Fitzsimons was ordained a priest by Bishop John Cody on March 18, 1961. He then served as an associate pastor, high school teacher, college chaplain, chancellor/Vicar General of the Diocese of Kansas City-St. Joseph.

On May 20, 1975, Fitzsimons was appointed Auxiliary Bishop of Kansas City-St. Joseph and Titular Bishop of Pertusa by Pope Paul VI. He received his episcopal consecration on the following July 3 from Bishop Charles Herman Helmsing, with Archbishop William Wakefield Baum and Bishop Joseph Vincent Sullivan serving as co-consecrators, at the Cathedral of the Immaculate Conception in Kansas City.

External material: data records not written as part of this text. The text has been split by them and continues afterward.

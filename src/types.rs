use std::borrow::Cow;
use std::fmt::Write as _;

use chrono::NaiveDateTime;
use clap::ValueEnum;
use serde::{Deserialize, Serialize};
use serde_json::Value as JsonValue;
use tokio_postgres::types::Type;

use crate::error::SqlMiddlewareDbError;

/// Values that can be stored in a database row or used as query parameters.
///
/// ```rust
/// use pg_middleware::prelude::*;
///
/// let params = vec![
///     RowValues::Int(1),
///     RowValues::Text("alice".into()),
///     RowValues::Bool(true),
/// ];
/// # let _ = params;
/// ```
#[derive(Debug, Clone, PartialEq)]
pub enum RowValues {
    /// Integer value (64-bit)
    Int(i64),
    /// Floating point value (64-bit)
    Float(f64),
    /// Text/string value
    Text(String),
    /// Boolean value
    Bool(bool),
    /// Timestamp value
    Timestamp(NaiveDateTime),
    /// NULL value
    Null,
    /// JSON value
    JSON(JsonValue),
    /// Binary data
    Blob(Vec<u8>),
}

impl RowValues {
    /// Check if this value is NULL
    #[must_use]
    pub fn is_null(&self) -> bool {
        matches!(self, Self::Null)
    }

    #[must_use]
    pub fn as_int(&self) -> Option<&i64> {
        if let RowValues::Int(value) = self {
            Some(value)
        } else {
            None
        }
    }

    #[must_use]
    pub fn as_text(&self) -> Option<&str> {
        if let RowValues::Text(value) = self {
            Some(value)
        } else {
            None
        }
    }

    #[must_use]
    pub fn as_bool(&self) -> Option<&bool> {
        if let RowValues::Bool(value) = self {
            Some(value)
        } else {
            None
        }
    }

    #[must_use]
    pub fn as_timestamp(&self) -> Option<NaiveDateTime> {
        if let RowValues::Timestamp(value) = self {
            Some(*value)
        } else {
            None
        }
    }

    #[must_use]
    pub fn as_float(&self) -> Option<f64> {
        if let RowValues::Float(value) = self {
            Some(*value)
        } else {
            None
        }
    }

    #[must_use]
    pub fn as_blob(&self) -> Option<&[u8]> {
        if let RowValues::Blob(bytes) = self {
            Some(bytes)
        } else {
            None
        }
    }

    /// The backend type a value is encoded as when no column type is supplied,
    /// e.g. by `BinaryImporter::write_row`. `None` for NULL.
    #[must_use]
    pub fn default_pg_type(&self) -> Option<Type> {
        match self {
            RowValues::Int(_) => Some(Type::INT8),
            RowValues::Float(_) => Some(Type::FLOAT8),
            RowValues::Text(_) => Some(Type::TEXT),
            RowValues::Bool(_) => Some(Type::BOOL),
            RowValues::Timestamp(_) => Some(Type::TIMESTAMP),
            RowValues::JSON(_) => Some(Type::JSONB),
            RowValues::Blob(_) => Some(Type::BYTEA),
            RowValues::Null => None,
        }
    }
}

/// The conversion "mode".
#[derive(Debug, Clone, Copy, PartialEq)]
pub enum ConversionMode {
    /// When the converted parameters will be used in a query (SELECT)
    Query,
    /// When the converted parameters will be used for statement execution (INSERT/UPDATE/etc.)
    Execute,
}

/// Convert a slice of `RowValues` into backend parameters.
pub trait ParamConverter<'a> {
    type Converted;

    /// Convert a slice of `RowValues` into the backend's parameter type.
    ///
    /// # Errors
    ///
    /// Returns `SqlMiddlewareDbError` if the conversion fails for any parameter.
    fn convert_sql_params(
        params: &'a [RowValues],
        mode: ConversionMode,
    ) -> Result<Self::Converted, SqlMiddlewareDbError>;
}

/// How the executor interprets command text.
#[derive(Debug, Clone, Copy, PartialEq, Eq, Hash, Default, ValueEnum, Serialize, Deserialize)]
pub enum CommandMode {
    /// Command text is SQL and is sent as written.
    #[default]
    Text,
    /// Command text names a procedure or set-returning function; parameters are bound
    /// positionally.
    StoredProcedure,
}

impl CommandMode {
    /// Render command text for execution. `returns_rows` selects between
    /// `SELECT * FROM name(..)` and `CALL name(..)` in stored-procedure mode.
    #[must_use]
    pub fn render<'a>(&self, command: &'a str, param_count: usize, returns_rows: bool) -> Cow<'a, str> {
        match self {
            CommandMode::Text => Cow::Borrowed(command),
            CommandMode::StoredProcedure => {
                let mut sql = String::with_capacity(command.len() + 16 + param_count * 4);
                if returns_rows {
                    sql.push_str("SELECT * FROM ");
                } else {
                    sql.push_str("CALL ");
                }
                sql.push_str(command.trim());
                sql.push('(');
                for idx in 1..=param_count {
                    if idx > 1 {
                        sql.push_str(", ");
                    }
                    let _ = write!(sql, "${idx}");
                }
                sql.push(')');
                Cow::Owned(sql)
            }
        }
    }
}

/// Transaction isolation levels accepted by `BEGIN`.
#[derive(Debug, Clone, Copy, PartialEq, Eq, Hash, ValueEnum, Serialize, Deserialize)]
pub enum IsolationLevel {
    ReadUncommitted,
    ReadCommitted,
    RepeatableRead,
    Serializable,
}

impl IsolationLevel {
    #[must_use]
    pub fn as_sql(&self) -> &'static str {
        match self {
            IsolationLevel::ReadUncommitted => "READ UNCOMMITTED",
            IsolationLevel::ReadCommitted => "READ COMMITTED",
            IsolationLevel::RepeatableRead => "REPEATABLE READ",
            IsolationLevel::Serializable => "SERIALIZABLE",
        }
    }

    /// The `BEGIN` statement for an optional isolation level; `None` keeps the session default.
    #[must_use]
    pub fn begin_statement(level: Option<IsolationLevel>) -> String {
        match level {
            Some(level) => format!("BEGIN ISOLATION LEVEL {}", level.as_sql()),
            None => "BEGIN".to_string(),
        }
    }
}

#[cfg(test)]
mod tests {
    use super::*;

    #[test]
    fn text_mode_passes_command_through() {
        let sql = CommandMode::Text.render("SELECT 1", 0, true);
        assert!(matches!(sql, Cow::Borrowed("SELECT 1")));
    }

    #[test]
    fn stored_procedure_mode_binds_positionally() {
        assert_eq!(
            CommandMode::StoredProcedure.render("archive_orders", 2, false),
            "CALL archive_orders($1, $2)"
        );
        assert_eq!(
            CommandMode::StoredProcedure.render(" reports.monthly ", 1, true),
            "SELECT * FROM reports.monthly($1)"
        );
        assert_eq!(
            CommandMode::StoredProcedure.render("refresh_all", 0, false),
            "CALL refresh_all()"
        );
    }

    #[test]
    fn begin_statement_honours_isolation() {
        assert_eq!(IsolationLevel::begin_statement(None), "BEGIN");
        assert_eq!(
            IsolationLevel::begin_statement(Some(IsolationLevel::Serializable)),
            "BEGIN ISOLATION LEVEL SERIALIZABLE"
        );
        assert_eq!(
            IsolationLevel::begin_statement(Some(IsolationLevel::RepeatableRead)),
            "BEGIN ISOLATION LEVEL REPEATABLE READ"
        );
    }

    #[test]
    fn default_pg_types_follow_variant() {
        assert_eq!(RowValues::Int(3).default_pg_type(), Some(Type::INT8));
        assert_eq!(RowValues::Text("a".into()).default_pg_type(), Some(Type::TEXT));
        assert_eq!(RowValues::Null.default_pg_type(), None);
    }
}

Fitzsimons was named the eighth Bishop of Salina, Kansas, on March 28, 1984. He was serving as pastor of Christ the King Church in Kansas City at the time of his appointment. He was installed by Archbishop Strecker at Sacred Heart Cathedral, Salina on the following May 29.

During his tenure, he established an Office of Lay Ministry, with a director and an advisory Board, funded and initiated by the Catholic Church Extension Society in Chicago, as well as a Rural Life Commission. He initiated the RENEW parish spiritual growth program. Marymount College closed in 1989 because of financial difficulties. Due to a declining population and priest shortage, he was also forced to merge several parishes but did erect St. Nicholas of Myra Church in Hays and St. Thomas More Church in Manhattan.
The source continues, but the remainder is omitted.